Green himself had been a victim of the German Nazi party some four decades prior, and survived Auschwitz, where five of his immediate family members were murdered. Here in San Francisco, the Nazis rented from Green under the guise of opening a bookstore, and Green had agreed, unaware of their affiliations. Following displays of Nazism on his property, he sent them a formal eviction notice, but it would not be necessary. The Examiner would report that the store was “demolished … by about 50 persons swinging tire irons and axes.” The Nazis were expelled from the neighborhood five days into their tenancy.

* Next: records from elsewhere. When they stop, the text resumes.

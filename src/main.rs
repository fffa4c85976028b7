use std::env;

use serenity::all::GatewayIntents;
use serenity::Client;
use tracing::error;

mod discord;
mod hoyo;
mod mentions;
mod scheduler;
mod state;
mod webserver;

#[tokio::main]
async fn main() {
    /* Load, if it exists, from the .env file. This mostly makes development easier. */
    let _ = dotenv::dotenv();
    let discord_token =
        env::var("DISCORD_TOKEN").expect("Expected DISCORD_TOKEN in the environment");

    tracing_subscriber::fmt::init();

    let intents = GatewayIntents::GUILDS | GatewayIntents::DIRECT_MESSAGES;

    let bot = state::BotState::new();

    let web_app = webserver::create_app();
    let web_listener = tokio::net::TcpListener::bind("0.0.0.0:3000").await.unwrap();
    tokio::spawn(async move {
        axum::serve(web_listener, web_app).await.unwrap();
    });

    let mut discord_client = Client::builder(&discord_token, intents)
        .event_handler(bot)
        .await
        .expect("Error creating client");

    if let Err(why) = discord_client.start().await {
        error!("Client error: {why:?}");
    }
}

Many of those “persons” – incensed by the large swastika window sign facing Taraval and the genocidal texts inside – were, like Green, survivors of the Holocaust. The San Francisco Examiner and other publications reported extensively on Auschwitz survivor Tauba Weiss, whose husband Morris (also a survivor) was arrested alongside their son Allen for “malicious mischief.”
Central to this story, as most outlets reported at the time, was a certain tension among Outer Sunset neighbors between due process and forceful eviction.
“Neighbors – Caucasian, Jew and Chinese alike – view the Nazis with a distaste that borders on abhorrence. But there is an odd kind of tolerance often, too,” wrote the Examiner. In the days leading up to the riot, the store and temple were both vandalized, and neighbors debated each other and contradicted themselves over the limits of freedom of speech.
“I believe they have the right to open this store. And I have the right to walk in my neighborhood without seeing this living symbol of hate and desire to destroy my people,” one Jewish neighbor told the Examiner.
After the riot, the same tension persisted. The Examiner would report that Green “had intended to handle it all legally, through an eviction notice. But as Supervisor Quentin Kopp, who was there yesterday, said, that point is now moot.”
The story continued with Temple President Edgar Friedman, who put it another way: “‘I am personally satisfied if they go out in these circumstances,’ he said, although ‘it is against what I as president of the congregation would have been in favor of.’”
The New York Times ran two stories, one immediately following the April 1 riot that drove the Nazis out, and another on April 5 in the aftermath.
“The neighborhood is quiet now and the bookstore that last week bore the Nazi swastika is boarded up, but anger and pain remain in the voices of many of the survivors of German concentration camps who live nearby,” the Times reported.
Local photographer Dave Glass was raised in the outer avenues by and among those Holocaust survivors. He was around 25, he said, when his family witnessed the events of that day. Since then, he has kept a trove of newspaper clippings from the incident.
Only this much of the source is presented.